Broken neural scaling laws in materials science

TL;DR

This work analyzes how neural scaling laws apply to a data-limited materials science task: predicting the high-dimensional dielectric response of metals by learning the interband dielectric function $\overline{\varepsilon}_{\mathrm{inter}}(\omega)$ and Drude frequency $\overline{\omega}_{\mathrm{D}}$ from structure. Using a large high-throughput dataset of over $2\times 10^5$ intermetallics and invariant graph neural networks OptiMetal2B and OptiMetal3B, the authors quantify 1D and 2D NSLs across dataset size $D$ and parameter count $N$, revealing broken data scaling with a crossover $D_c$ and saturating parameter scaling beyond $N\sim 5\times 10^{6}$. A Kaplan-type 2D NSL map shows that data efficiency improves with higher body order, but the data-scaling regime persists, underscoring a data bottleneck in materials ML. The results motivate data-efficient architectures and strategies like transfer learning or multi-fidelity data to alleviate data-generation costs in materials discovery.

Abstract

In materials science, data are scarce and expensive to generate, whether computationally or experimentally. Therefore, it is crucial to identify how model performance scales with dataset size and model capacity to distinguish between data- and model-limited regimes. Neural scaling laws provide a framework for quantifying this behavior and guide the design of materials datasets and machine learning architectures. Here, we investigate neural scaling laws for a paradigmatic materials science task: predicting the dielectric function of metals, a high-dimensional response that governs how solids interact with light.
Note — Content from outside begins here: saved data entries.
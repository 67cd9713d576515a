//! Route handlers.

pub mod cart;
pub mod health;
pub mod metrics;
pub mod orders;
pub mod payments;

use std::sync::Arc;

use checkout::{
    CartService, CheckoutFinalizer, OrderAdminService, PaymentProcessor,
};
use gateway::PaymentGateway;
use store::OrderStore;

/// Shared application state accessible from all handlers.
pub struct AppState<S: OrderStore, G: PaymentGateway> {
    pub carts: CartService,
    pub finalizer: CheckoutFinalizer<S>,
    pub payments: PaymentProcessor<S, G>,
    pub admin: OrderAdminService<S>,
    pub orders: Arc<S>,
    pub gateway: Arc<G>,
}
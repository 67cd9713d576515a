//! Gateway-facing payment endpoints.
//!
//! Server-side only; the mobile/storefront clients never talk to the
//! gateway directly.

use std::sync::Arc;

use axum::Json;
use axum::extract::{Path, State};
use checkout::PaymentOutcome;
use gateway::{BrowserInfo, ChargeMode, DirectCharge, PaymentGateway, ThreeDsCharge};
use serde::{Deserialize, Serialize};
use store::OrderStore;

use crate::error::ApiError;
use crate::routes::AppState;
use crate::routes::orders::parse_order_id;

// -- Request types --

#[derive(Deserialize)]
pub struct Payment3dsRequest {
    /// Accepted for wire compatibility with older clients. The processor
    /// acquires its own token per attempt, so a stale client token can't
    /// expire mid-3DS-redirect.
    #[serde(default)]
    pub token: Option<String>,
    #[serde(rename = "formData")]
    pub form_data: PaymentFormData,
}

#[derive(Deserialize)]
pub struct PaymentFormData {
    pub order_id: String,
    pub card_token: String,
    pub customer_email: String,
    #[serde(default = "default_installments")]
    pub installments: u32,
    /// Present when the issuer requires a 3DS challenge.
    #[serde(default)]
    pub three_ds: Option<ThreeDsFields>,
}

fn default_installments() -> u32 {
    1
}

#[derive(Deserialize)]
pub struct ThreeDsFields {
    pub return_url: String,
    pub user_agent: String,
    pub accept_header: String,
    pub language: String,
    pub screen_width: u32,
    pub screen_height: u32,
}

// -- Response types --

#[derive(Serialize)]
pub struct TokenResponse {
    pub access_token: String,
    pub expires_in: u64,
}

#[derive(Serialize)]
pub struct PaymentResponse {
    pub order_id: String,
    pub status: String,
    pub approved: bool,
    /// True when the outcome awaits reconciliation; not an error.
    pub pending_confirmation: bool,
    pub gateway_reference: Option<String>,
    pub reason: Option<String>,
}

fn outcome_to_response(outcome: PaymentOutcome) -> PaymentResponse {
    match outcome {
        PaymentOutcome::Approved { order } => PaymentResponse {
            order_id: order.id().to_string(),
            status: order.status().as_str().to_string(),
            approved: true,
            pending_confirmation: false,
            gateway_reference: order.gateway_reference().map(String::from),
            reason: None,
        },
        PaymentOutcome::Rejected { order, reason } => PaymentResponse {
            order_id: order.id().to_string(),
            status: order.status().as_str().to_string(),
            approved: false,
            pending_confirmation: false,
            gateway_reference: order.gateway_reference().map(String::from),
            reason: Some(reason),
        },
        PaymentOutcome::PendingConfirmation { order_id } => PaymentResponse {
            order_id: order_id.to_string(),
            status: "pending_payment".to_string(),
            approved: false,
            pending_confirmation: true,
            gateway_reference: None,
            reason: None,
        },
    }
}

// -- Handlers --

/// POST /api/wompi/token — acquire a gateway bearer token.
#[tracing::instrument(skip(state))]
pub async fn token<S: OrderStore, G: PaymentGateway>(
    State(state): State<Arc<AppState<S, G>>>,
) -> Result<Json<TokenResponse>, ApiError> {
    let token = state.gateway.request_token().await?;
    Ok(Json(TokenResponse {
        access_token: token.token,
        expires_in: token.expires_in,
    }))
}

/// POST /api/wompi/payment3ds — submit a tokenized charge for an order.
#[tracing::instrument(skip(state, req))]
pub async fn payment3ds<S: OrderStore + 'static, G: PaymentGateway + 'static>(
    State(state): State<Arc<AppState<S, G>>>,
    Json(req): Json<Payment3dsRequest>,
) -> Result<Json<PaymentResponse>, ApiError> {
    let form = req.form_data;
    let order_id = parse_order_id(&form.order_id)?;

    let mode = match form.three_ds {
        Some(fields) => ChargeMode::ThreeDs(ThreeDsCharge {
            card_token: form.card_token,
            installments: form.installments,
            customer_email: form.customer_email,
            return_url: fields.return_url,
            browser: BrowserInfo {
                user_agent: fields.user_agent,
                accept_header: fields.accept_header,
                language: fields.language,
                screen_width: fields.screen_width,
                screen_height: fields.screen_height,
            },
        }),
        None => ChargeMode::Direct(DirectCharge {
            card_token: form.card_token,
            installments: form.installments,
            customer_email: form.customer_email,
        }),
    };

    let outcome = state.payments.pay(order_id, mode).await?;
    Ok(Json(outcome_to_response(outcome)))
}

/// POST /api/orders/:id/reconcile — resolve an ambiguous charge.
#[tracing::instrument(skip(state))]
pub async fn reconcile<S: OrderStore + 'static, G: PaymentGateway + 'static>(
    State(state): State<Arc<AppState<S, G>>>,
    Path(id): Path<String>,
) -> Result<Json<PaymentResponse>, ApiError> {
    let order_id = parse_order_id(&id)?;
    let outcome = state.payments.reconcile(order_id).await?;
    Ok(Json(outcome_to_response(outcome)))
}
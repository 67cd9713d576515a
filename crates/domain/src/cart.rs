//! The mutable pre-order cart aggregate.
//!
//! Carts merge at line granularity keyed by `(product_id, variant)`:
//! adding an existing line increments its quantity, adding a new line
//! appends it. Order of insertion is preserved.

use serde::{Deserialize, Serialize};
use thiserror::Error;

use crate::order::{CustomerId, Money, ProductId, ShippingAddress};

/// Errors that can occur during cart operations.
#[derive(Debug, Error)]
pub enum CartError {
    /// Quantity must be at least 1.
    #[error("invalid quantity: {quantity} (must be greater than 0)")]
    InvalidQuantity { quantity: u32 },

    /// The line to update or remove does not exist.
    #[error("item not found in cart: {product_id}")]
    ItemNotFound { product_id: String },
}

/// A line in a cart.
///
/// `unit_price` is captured from the catalog at mutation time and refreshed
/// on every change to the line, so checkout sees a consistent snapshot even
/// if catalog prices drift.
#[derive(Debug, Clone, PartialEq, Eq, Serialize, Deserialize)]
pub struct CartItem {
    /// The product identifier.
    pub product_id: ProductId,

    /// Product variant (e.g. ring size), if any.
    #[serde(default)]
    pub variant: Option<String>,

    /// Quantity in the cart.
    pub quantity: u32,

    /// Unit price captured at the latest mutation.
    pub unit_price: Money,
}

impl CartItem {
    /// Creates a new cart item.
    pub fn new(
        product_id: impl Into<ProductId>,
        variant: Option<String>,
        quantity: u32,
        unit_price: Money,
    ) -> Self {
        Self {
            product_id: product_id.into(),
            variant,
            quantity,
            unit_price,
        }
    }

    /// Returns the line subtotal (`unit_price * quantity`).
    pub fn subtotal(&self) -> Money {
        self.unit_price.multiply(self.quantity)
    }

    fn matches(&self, product_id: &ProductId, variant: Option<&str>) -> bool {
        self.product_id == *product_id && self.variant.as_deref() == variant
    }
}

/// The active cart of a customer.
#[derive(Debug, Clone, Serialize, Deserialize)]
pub struct Cart {
    customer_id: CustomerId,
    items: Vec<CartItem>,
    shipping_address: Option<ShippingAddress>,
}

impl Cart {
    /// Creates a new empty cart for a customer.
    pub fn new(customer_id: CustomerId) -> Self {
        Self {
            customer_id,
            items: Vec::new(),
            shipping_address: None,
        }
    }

    /// Returns the customer owning this cart.
    pub fn customer_id(&self) -> CustomerId {
        self.customer_id
    }

    /// Returns the lines in insertion order.
    pub fn items(&self) -> &[CartItem] {
        &self.items
    }

    /// Returns the attached shipping address, if any.
    pub fn shipping_address(&self) -> Option<&ShippingAddress> {
        self.shipping_address.as_ref()
    }

    /// Returns true if the cart has no lines.
    pub fn is_empty(&self) -> bool {
        self.items.is_empty()
    }

    /// Returns the number of lines.
    pub fn line_count(&self) -> usize {
        self.items.len()
    }

    /// Returns the sum of line subtotals.
    pub fn subtotal(&self) -> Money {
        self.items.iter().map(CartItem::subtotal).sum()
    }

    /// Adds an item to the cart.
    ///
    /// An existing `(product_id, variant)` line has its quantity
    /// incremented and its unit price refreshed rather than a row
    /// duplicated.
    pub fn add_item(&mut self, item: CartItem) -> Result<(), CartError> {
        if item.quantity == 0 {
            return Err(CartError::InvalidQuantity {
                quantity: item.quantity,
            });
        }

        if let Some(existing) = self
            .items
            .iter_mut()
            .find(|line| line.matches(&item.product_id, item.variant.as_deref()))
        {
            existing.quantity += item.quantity;
            existing.unit_price = item.unit_price;
        } else {
            self.items.push(item);
        }

        Ok(())
    }

    /// Sets the quantity of an existing line, refreshing its unit price.
    pub fn update_quantity(
        &mut self,
        product_id: &ProductId,
        variant: Option<&str>,
        quantity: u32,
        unit_price: Money,
    ) -> Result<(), CartError> {
        if quantity == 0 {
            return Err(CartError::InvalidQuantity { quantity });
        }

        let line = self
            .items
            .iter_mut()
            .find(|line| line.matches(product_id, variant))
            .ok_or_else(|| CartError::ItemNotFound {
                product_id: product_id.to_string(),
            })?;

        line.quantity = quantity;
        line.unit_price = unit_price;
        Ok(())
    }

    /// Removes a line from the cart.
    pub fn remove_item(
        &mut self,
        product_id: &ProductId,
        variant: Option<&str>,
    ) -> Result<(), CartError> {
        let before = self.items.len();
        self.items.retain(|line| !line.matches(product_id, variant));

        if self.items.len() == before {
            return Err(CartError::ItemNotFound {
                product_id: product_id.to_string(),
            });
        }
        Ok(())
    }

    /// Replaces all lines, keeping the attached address.
    pub fn replace_items(&mut self, items: Vec<CartItem>) {
        self.items = items;
    }

    /// Attaches a shipping address for the upcoming checkout.
    pub fn attach_address(&mut self, address: ShippingAddress) {
        self.shipping_address = Some(address);
    }
}

#[cfg(test)]
mod tests {
    use super::*;

    fn cart() -> Cart {
        Cart::new(CustomerId::new())
    }

    #[test]
    fn test_new_cart_is_empty() {
        let cart = cart();
        assert!(cart.is_empty());
        assert_eq!(cart.subtotal().cents(), 0);
    }

    #[test]
    fn test_add_item() {
        let mut cart = cart();
        cart.add_item(CartItem::new("JOY-001", None, 2, Money::from_cents(1999)))
            .unwrap();

        assert_eq!(cart.line_count(), 1);
        assert_eq!(cart.subtotal().cents(), 3998);
    }

    #[test]
    fn test_add_same_line_increments_quantity() {
        let mut cart = cart();
        cart.add_item(CartItem::new("JOY-001", None, 2, Money::from_cents(1999)))
            .unwrap();
        cart.add_item(CartItem::new("JOY-001", None, 3, Money::from_cents(2099)))
            .unwrap();

        assert_eq!(cart.line_count(), 1);
        let line = &cart.items()[0];
        assert_eq!(line.quantity, 5);
        // Price was refreshed at the latest mutation.
        assert_eq!(line.unit_price.cents(), 2099);
    }

    #[test]
    fn test_same_product_different_variant_is_a_new_line() {
        let mut cart = cart();
        cart.add_item(CartItem::new(
            "JOY-001",
            Some("6".to_string()),
            1,
            Money::from_cents(1999),
        ))
        .unwrap();
        cart.add_item(CartItem::new(
            "JOY-001",
            Some("8".to_string()),
            1,
            Money::from_cents(1999),
        ))
        .unwrap();

        assert_eq!(cart.line_count(), 2);
    }

    #[test]
    fn test_add_zero_quantity_fails() {
        let mut cart = cart();
        let result = cart.add_item(CartItem::new("JOY-001", None, 0, Money::from_cents(1999)));
        assert!(matches!(result, Err(CartError::InvalidQuantity { .. })));
    }

    #[test]
    fn test_update_quantity() {
        let mut cart = cart();
        cart.add_item(CartItem::new("JOY-001", None, 2, Money::from_cents(1999)))
            .unwrap();

        cart.update_quantity(&ProductId::new("JOY-001"), None, 5, Money::from_cents(1899))
            .unwrap();

        let line = &cart.items()[0];
        assert_eq!(line.quantity, 5);
        assert_eq!(line.unit_price.cents(), 1899);
    }

    #[test]
    fn test_update_missing_line_fails() {
        let mut cart = cart();
        let result = cart.update_quantity(
            &ProductId::new("JOY-999"),
            None,
            1,
            Money::from_cents(1000),
        );
        assert!(matches!(result, Err(CartError::ItemNotFound { .. })));
    }

    #[test]
    fn test_remove_item() {
        let mut cart = cart();
        cart.add_item(CartItem::new("JOY-001", None, 2, Money::from_cents(1999)))
            .unwrap();
        cart.remove_item(&ProductId::new("JOY-001"), None).unwrap();
        assert!(cart.is_empty());
    }

    #[test]
    fn test_remove_missing_line_fails() {
        let mut cart = cart();
        let result = cart.remove_item(&ProductId::new("JOY-999"), None);
        assert!(matches!(result, Err(CartError::ItemNotFound { .. })));
    }

    #[test]
    fn test_remove_matches_variant() {
        let mut cart = cart();
        cart.add_item(CartItem::new(
            "JOY-001",
            Some("6".to_string()),
            1,
            Money::from_cents(1999),
        ))
        .unwrap();
        cart.add_item(CartItem::new(
            "JOY-001",
            Some("8".to_string()),
            1,
            Money::from_cents(1999),
        ))
        .unwrap();

        cart.remove_item(&ProductId::new("JOY-001"), Some("6"))
            .unwrap();

        assert_eq!(cart.line_count(), 1);
        assert_eq!(cart.items()[0].variant.as_deref(), Some("8"));
    }

    #[test]
    fn test_replace_items_keeps_address() {
        let mut cart = cart();
        cart.attach_address(ShippingAddress {
            recipient: "Ana Torres".to_string(),
            line1: "Calle 10 # 5-21".to_string(),
            line2: None,
            city: "Bogotá".to_string(),
            region: "Cundinamarca".to_string(),
            postal_code: "110111".to_string(),
            country: "CO".to_string(),
            phone: None,
        });

        cart.replace_items(vec![CartItem::new(
            "JOY-002",
            None,
            1,
            Money::from_cents(4999),
        )]);

        assert_eq!(cart.line_count(), 1);
        assert!(cart.shipping_address().is_some());
    }

    #[test]
    fn test_serialization_roundtrip() {
        let mut cart = cart();
        cart.add_item(CartItem::new("JOY-001", None, 2, Money::from_cents(1999)))
            .unwrap();

        let json = serde_json::to_string(&cart).unwrap();
        let deserialized: Cart = serde_json::from_str(&json).unwrap();

        assert_eq!(deserialized.customer_id(), cart.customer_id());
        assert_eq!(deserialized.line_count(), 1);
    }
}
Using over 200,000 dielectric functions from high-throughput ab initio calculations, we study two multi-objective graph neural networks trained to predict the frequency-dependent complex interband dielectric function and the Drude frequency. We observe broken neural scaling laws with respect to dataset size, whereas scaling with the number of model parameters follows a simple power law that rapidly saturates.

Figures (2)

• Figure 1: 1D NSLs for dataset and parameter scaling for OptiMetal2B and OptiMetal3B. The upper panel shows the validation loss $L_\mathrm{val}$ as a function of dataset size $D$ at fixed parameter count $N$ for OptiMetal2B and OptiMetal3B, and vice versa in the lower panel. Dots represent $L_\mathrm{val}$ averaged over three random model initializations, and error bars indicate the standard deviation. The dashed lines show the corresponding best NSL fits, whose functional form is given in the panel legends (see Methods for details). We investigate the scaling behavior of OptiMetal2B using CGC Xie2018 and TC Thekumparampil2018 message passing, as both yield nearly identical performance after the architecture optimization (see Supplementary Note 4). Fit parameters, including scaling exponents, are given in Tab. \ref{['tab:scaling_laws']}. In the top panel, we show two conventional NSLs (simple power laws) fitted to the first and last three data points of OptiMetal2B (CGC) (dotted black lines, annotated as "Asymptotic fit"), to highlight the "brokenness" of the neural scaling behavior.
• Figure 2: 2D NSL maps for the TC-based OptiMetal2B and OptiMetal3B. The validation loss $L_\mathrm{val}$ is shown as a function of dataset size $D$ and parameter count $N$ for OptiMetal2B and OptiMetal3B. Dots represent $L_\mathrm{val}$ averaged over three random model initializations, and error bars indicate the standard deviation. The dashed lines show the corresponding best 2D NSL fits, whose functional form follows Eq. (\ref{['eq:kaplan_map']}) (see Methods for details). Each panel provides a different illustration of the scaling behavior: The upper panel shows the validation loss for models with different dataset sizes $D$ as a function of parameter count $N$, as indicated by the color bar. The middle panel swaps the roles of dataset size $D$ and parameter count $N$. The lower panel provides a full 2D representation of the NSLs, though it omits the fits for clarity. Fit parameters, including scaling exponents, are given in Tab. \ref{['tab:scaling_maps']}.